The lines you return should be those containing the string "write", taken from the data below.

[Stored items from a collection]
^^^^
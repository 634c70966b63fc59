//! HTML rendering (node tree → HTML)
//!
//! Each node type has one render rule producing an element and, for non-leaf
//! types, the "hole" element its children are rendered into. Text nodes are
//! wrapped in their marks, outermost mark first. Pipeline: tree → RcDom → HTML
//! string via html5ever.

use super::HtmlOptions;
use crate::common::dom::{append, create_element, create_text, serialize_nodes};
use crate::error::FormatError;
use crate::model::{Mark, Node};
use crate::schema::{AttrSpec, HtmlAttr, MarkType, NodeType};
use markup5ever_rcdom::Handle;
use serde_json::Value;

type HtmlAttrs = Vec<(&'static str, String)>;

/// Rendered element and the element children go into, if any
struct Rendered {
    dom: Handle,
    content: Option<Handle>,
}

impl Rendered {
    fn container(tag: &str, attrs: HtmlAttrs) -> Self {
        let dom = create_element(tag, attrs);
        Rendered {
            content: Some(dom.clone()),
            dom,
        }
    }

    fn leaf(tag: &str, attrs: HtmlAttrs) -> Self {
        Rendered {
            dom: create_element(tag, attrs),
            content: None,
        }
    }
}

/// Render a tree to HTML with default options
pub fn serialize_to_html(doc: &Node) -> Result<String, FormatError> {
    serialize_to_html_with_options(doc, &HtmlOptions::default())
}

/// Render a tree to HTML. A `doc` renders as the concatenation of its children.
pub fn serialize_to_html_with_options(
    doc: &Node,
    options: &HtmlOptions,
) -> Result<String, FormatError> {
    let renderer = Renderer { options };
    let nodes: Vec<Handle> = if doc.node_type == NodeType::Doc {
        doc.content.iter().map(|n| renderer.render(n)).collect()
    } else {
        vec![renderer.render(doc)]
    };
    serialize_nodes(&nodes)
}

struct Renderer<'a> {
    options: &'a HtmlOptions,
}

impl Renderer<'_> {
    fn render(&self, node: &Node) -> Handle {
        if node.is_text() {
            return render_text(node);
        }
        let Rendered { dom, content } = self.render_rule(node);
        if let Some(hole) = content {
            for child in &node.content {
                append(&hole, self.render(child));
            }
        }
        dom
    }

    fn render_rule(&self, node: &Node) -> Rendered {
        let attrs = html_attrs(node.node_type.spec().attrs, node);
        match node.node_type {
            NodeType::Doc => Rendered::container("div", attrs),
            NodeType::Text => Rendered {
                dom: create_text(node.text_str()),
                content: None,
            },
            NodeType::Paragraph => Rendered::container("p", attrs),
            NodeType::Heading => {
                let level = node.attr_i64("level").unwrap_or(1).clamp(1, 6);
                Rendered::container(&format!("h{level}"), attrs)
            }
            NodeType::Blockquote => Rendered::container("blockquote", attrs),
            NodeType::BulletList => Rendered::container("ul", attrs),
            NodeType::OrderedList => {
                let attrs = attrs
                    .into_iter()
                    .filter(|(name, value)| !(*name == "start" && value == "1"))
                    .collect();
                Rendered::container("ol", attrs)
            }
            NodeType::ListItem => Rendered::container("li", attrs),
            NodeType::TaskList => Rendered::container("ul", typed(node, attrs)),
            NodeType::TaskItem => task_item(node, attrs),
            NodeType::CodeBlock => self.code_block(node),
            NodeType::HorizontalRule => Rendered::leaf("hr", attrs),
            NodeType::HardBreak => Rendered::leaf("br", attrs),
            NodeType::Callout | NodeType::Tabs | NodeType::Tab | NodeType::DetailsContent => {
                Rendered::container("div", typed(node, attrs))
            }
            NodeType::Details => Rendered::container("details", typed(node, attrs)),
            NodeType::DetailsSummary => Rendered::container("summary", attrs),
            NodeType::MathInline => math(node, "span"),
            NodeType::MathBlock => math(node, "div"),
            NodeType::Table => {
                let table = create_element("table", attrs);
                let body = create_element("tbody", Vec::new());
                append(&table, body.clone());
                Rendered {
                    dom: table,
                    content: Some(body),
                }
            }
            NodeType::TableRow => Rendered::container("tr", attrs),
            NodeType::TableHeader => Rendered::container("th", attrs),
            NodeType::TableCell => Rendered::container("td", attrs),
            NodeType::Image => Rendered::leaf("img", attrs),
            NodeType::Video => {
                let mut video_attrs = vec![("controls", String::new())];
                video_attrs.extend(attrs);
                Rendered::leaf("video", video_attrs)
            }
            NodeType::Attachment | NodeType::Embed => Rendered::leaf("div", typed(node, attrs)),
            NodeType::Drawio | NodeType::Excalidraw => diagram(node, attrs),
            NodeType::Youtube => youtube(node),
        }
    }

    fn code_block(&self, node: &Node) -> Rendered {
        let mut code_attrs = Vec::new();
        if let Some(language) = node.attr_str("language") {
            code_attrs.push((
                "class",
                format!("{}{language}", self.options.language_class_prefix),
            ));
        }
        if let Some(title) = node.attr_str("title").filter(|t| !t.is_empty()) {
            code_attrs.push(("data-title", title.to_string()));
        }
        let pre = create_element("pre", Vec::new());
        let code = create_element("code", code_attrs);
        append(&pre, code.clone());
        Rendered {
            dom: pre,
            content: Some(code),
        }
    }
}

/// `data-type` first, then the attribute-derived ones.
fn typed(node: &Node, attrs: HtmlAttrs) -> HtmlAttrs {
    let mut out = vec![("data-type", node.node_type.name().to_string())];
    out.extend(attrs);
    out
}

fn task_item(node: &Node, attrs: HtmlAttrs) -> Rendered {
    let item = create_element("li", typed(node, attrs));

    let mut input_attrs = vec![("type", "checkbox".to_string())];
    if node.attr_bool("checked") {
        input_attrs.push(("checked", "checked".to_string()));
    }
    let label = create_element("label", Vec::new());
    append(&label, create_element("input", input_attrs));
    append(&label, create_element("span", Vec::new()));
    append(&item, label);

    let content = create_element("div", Vec::new());
    append(&item, content.clone());
    Rendered {
        dom: item,
        content: Some(content),
    }
}

fn math(node: &Node, tag: &str) -> Rendered {
    let element = create_element(
        tag,
        typed(node, vec![("data-katex", "true".to_string())]),
    );
    let text = node.attr_str("text").unwrap_or("");
    if !text.is_empty() {
        append(&element, create_text(text));
    }
    Rendered {
        dom: element,
        content: None,
    }
}

fn diagram(node: &Node, attrs: HtmlAttrs) -> Rendered {
    let wrapper = create_element("div", typed(node, attrs));
    if let Some(src) = node.attr_str("src") {
        let mut img_attrs = vec![("src", src.to_string())];
        if let Some(title) = node.attr_str("title") {
            img_attrs.push(("alt", title.to_string()));
        }
        append(&wrapper, create_element("img", img_attrs));
    }
    Rendered {
        dom: wrapper,
        content: None,
    }
}

fn youtube(node: &Node) -> Rendered {
    let wrapper = create_element("div", vec![("data-youtube-video", String::new())]);
    let mut iframe_attrs: HtmlAttrs = ["src", "width", "height"]
        .into_iter()
        .filter_map(|name| node.attr_str(name).map(|v| (name, v.to_string())))
        .collect();
    iframe_attrs.push(("allowfullscreen", "true".to_string()));
    append(&wrapper, create_element("iframe", iframe_attrs));
    Rendered {
        dom: wrapper,
        content: None,
    }
}

fn render_text(node: &Node) -> Handle {
    let mut current = create_text(node.text_str());
    for mark in node.marks.iter().rev() {
        let element = render_mark(mark);
        append(&element, current);
        current = element;
    }
    current
}

fn render_mark(mark: &Mark) -> Handle {
    let attrs = mark_attrs(mark);
    match mark.mark_type {
        MarkType::Bold => create_element("strong", attrs),
        MarkType::Italic => create_element("em", attrs),
        MarkType::Underline => create_element("u", attrs),
        MarkType::Strike => create_element("s", attrs),
        MarkType::Code => create_element("code", attrs),
        MarkType::Subscript => create_element("sub", attrs),
        MarkType::Superscript => create_element("sup", attrs),
        MarkType::Link => {
            let mut attrs = attrs;
            attrs.push(("rel", "noopener noreferrer nofollow".to_string()));
            create_element("a", attrs)
        }
        MarkType::Highlight => {
            let mut attrs = attrs;
            if let Some(color) = mark.attr_str("color") {
                attrs.push(("style", format!("background-color: {color}")));
            }
            create_element("mark", attrs)
        }
        MarkType::TextStyle => {
            let mut attrs = attrs;
            if let Some(color) = mark.attr_str("color") {
                attrs.push(("style", format!("color: {color}")));
            }
            create_element("span", attrs)
        }
        MarkType::Comment => create_element("span", attrs),
    }
}

fn mark_attrs(mark: &Mark) -> HtmlAttrs {
    mark.mark_type
        .attrs()
        .iter()
        .filter_map(|spec| {
            let value = mark.attrs.get(spec.name)?;
            html_attr(spec, value)
        })
        .collect()
}

/// HTML attributes derived from the schema's attribute contract.
fn html_attrs(specs: &[AttrSpec], node: &Node) -> HtmlAttrs {
    specs
        .iter()
        .filter_map(|spec| {
            let value = node.attrs.get(spec.name)?;
            html_attr(spec, value)
        })
        .collect()
}

fn html_attr(spec: &AttrSpec, value: &Value) -> Option<(&'static str, String)> {
    match spec.html {
        HtmlAttr::Attr(name) => attr_string(value).map(|v| (name, v)),
        HtmlAttr::Flag(name) => (value.as_bool() == Some(true)).then(|| (name, String::new())),
        HtmlAttr::Custom => None,
    }
}

fn attr_string(value: &Value) -> Option<String> {
    match value {
        Value::Null => None,
        Value::String(s) => Some(s.clone()),
        Value::Bool(b) => Some(b.to_string()),
        Value::Number(n) => Some(n.to_string()),
        other => Some(other.to_string()),
    }
}
use assert_cmd::cargo::cargo_bin_cmd;
use predicates::prelude::*;
use std::fs;
use tempfile::tempdir;

#[test]
fn markdown_respects_heading_style_from_config() {
    let dir = tempdir().unwrap();
    let input_path = dir.path().join("page.html");
    fs::write(&input_path, "<h1>Title</h1><p>Body</p>").unwrap();

    let config_path = dir.path().join("quire.toml");
    fs::write(
        &config_path,
        r#"[markdown]
heading_style = "setext"
"#,
    )
    .unwrap();

    let mut cmd = cargo_bin_cmd!("quire");
    cmd.arg(input_path.as_os_str())
        .arg("--to")
        .arg("markdown")
        .arg("--config")
        .arg(config_path.as_os_str());

    let output = cmd.assert().success().get_output().stdout.clone();
    let stdout = String::from_utf8(output).unwrap();
    assert!(stdout.contains("Title\n=====\n"));
    assert!(!stdout.contains("# Title"));
}

#[test]
fn quire_toml_in_working_directory_is_picked_up() {
    let dir = tempdir().unwrap();
    fs::write(dir.path().join("page.html"), "<p>One</p><p>Two</p>").unwrap();
    fs::write(
        dir.path().join("quire.toml"),
        "[text]\nblock_separator = \" | \"\n",
    )
    .unwrap();

    let mut cmd = cargo_bin_cmd!("quire");
    cmd.current_dir(dir.path())
        .arg("page.html")
        .arg("--to")
        .arg("text");

    cmd.assert().success().stdout("One | Two");
}

#[test]
fn languages_from_config_are_listed() {
    let dir = tempdir().unwrap();
    let config_path = dir.path().join("quire.toml");
    fs::write(&config_path, "[code]\nlanguages = [\"zig\"]\n").unwrap();

    let mut cmd = cargo_bin_cmd!("quire");
    cmd.arg("languages").arg("--config").arg(&config_path);

    cmd.assert()
        .success()
        .stdout(predicate::str::contains("zig\n"));
}

#[test]
fn missing_config_file_fails() {
    let mut cmd = cargo_bin_cmd!("quire");
    cmd.arg("languages").arg("--config").arg("/nonexistent/quire.toml");

    cmd.assert()
        .failure()
        .stderr(predicate::str::contains("Failed to load configuration"));
}
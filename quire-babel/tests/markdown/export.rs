//! Export tests for Markdown format (tree → Markdown)
//!
//! Most of these re-parse the output with comrak and check the resulting AST,
//! so they hold regardless of incidental whitespace.

use crate::common::{callout, heading, setup_page};
use comrak::nodes::{AstNode, NodeValue};
use comrak::{parse_document, Arena, Options};
use proptest::prelude::*;
use quire_babel::formats::markdown::code_block::fence_length;
use quire_babel::formats::markdown::{html_to_markdown, serialize_to_markdown, MarkdownOptions};
use quire_babel::{Node, NodeType};

fn to_comrak_ast<'a>(doc: &Node, arena: &'a Arena<AstNode<'a>>) -> &'a AstNode<'a> {
    let md = serialize_to_markdown(doc).unwrap();
    parse_document(arena, &md, &Options::default())
}

fn inline_text<'a>(node: &'a AstNode<'a>) -> String {
    let mut out = String::new();
    for child in node.descendants() {
        if let NodeValue::Text(text) = &child.data.borrow().value {
            out.push_str(text);
        }
    }
    out
}

#[test]
fn test_heading_and_paragraph() {
    let doc = Node::doc(vec![heading(2, "Setup"), Node::paragraph("Body text.")]);

    let arena = Arena::new();
    let root = to_comrak_ast(&doc, &arena);

    let mut heading_text = None;
    let mut paragraph_text = None;
    for child in root.children() {
        match &child.data.borrow().value {
            NodeValue::Heading(h) => {
                assert_eq!(h.level, 2);
                heading_text = Some(inline_text(child));
            }
            NodeValue::Paragraph if paragraph_text.is_none() => {
                paragraph_text = Some(inline_text(child));
            }
            _ => {}
        }
    }
    assert_eq!(heading_text.as_deref(), Some("Setup"));
    // the first paragraph holds the component imports
    assert!(paragraph_text.unwrap().starts_with("import Tabs"));
}

#[test]
fn test_code_block_survives_as_fenced_code() {
    let code = Node::new(NodeType::CodeBlock)
        .with_attr("language", "rust")
        .with_content(vec![Node::text("let fence = \"```\";\n```\nnested")]);

    let arena = Arena::new();
    let root = to_comrak_ast(&Node::doc(vec![code]), &arena);

    let blocks: Vec<_> = root
        .children()
        .filter_map(|child| match &child.data.borrow().value {
            NodeValue::CodeBlock(block) => Some((block.info.clone(), block.literal.clone())),
            _ => None,
        })
        .collect();
    assert_eq!(blocks.len(), 1);
    assert_eq!(blocks[0].0, "rust");
    assert_eq!(blocks[0].1, "let fence = \"```\";\n```\nnested\n");
}

#[test]
fn test_page_markdown() {
    let md = serialize_to_markdown(&setup_page()).unwrap();
    assert!(md.starts_with("import Tabs from '@theme/Tabs';\nimport TabItem from '@theme/TabItem';\n"));
    assert!(md.contains("## Setup"));
    assert!(md.contains("Read **this** first"));
    assert!(md.contains(":::warning\nBack up first\n:::"));
    assert!(md.contains("<Tabs>\n<TabItem value='macos' label='Mac OS'>\nbrew install quire\n</TabItem>"));
    assert!(md.contains("```rust\nfn main() {}\n```"));
    assert!(md.contains("- [x]  Install \n- [ ]  Configure"));
}

#[test]
fn test_callout_type_defaults_to_info() {
    let md = html_to_markdown(
        "<div data-type=\"callout\"><p>Plain</p></div>",
        &MarkdownOptions::default(),
    );
    assert!(md.ends_with(":::info\nPlain\n:::"));
}

#[test]
fn test_nested_callout_content_is_trimmed() {
    let doc = Node::doc(vec![callout("note", &["One", "Two"])]);
    let md = serialize_to_markdown(&doc).unwrap();
    assert!(md.contains(":::note\nOne\n\nTwo\n:::"));
}

proptest! {
    #[test]
    fn fence_outgrows_backtick_runs(run in 0usize..12, prefix in "[a-z ]{0,8}") {
        let code = format!("{}\n{prefix}", "`".repeat(run));
        let fence = fence_length(&code, '`');
        prop_assert!(fence >= 3);
        prop_assert!(fence > run);
    }
}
^^^^
> [RESULT BELOW]:
    fs::write(&input_path, "<h1>Title</h1><p>Body</p>").unwrap();
    fs::write(
    fs::write(dir.path().join("page.html"), "<p>One</p><p>Two</p>").unwrap();
    fs::write(
    fs::write(&config_path, "[code]\nlanguages = [\"zig\"]\n").unwrap();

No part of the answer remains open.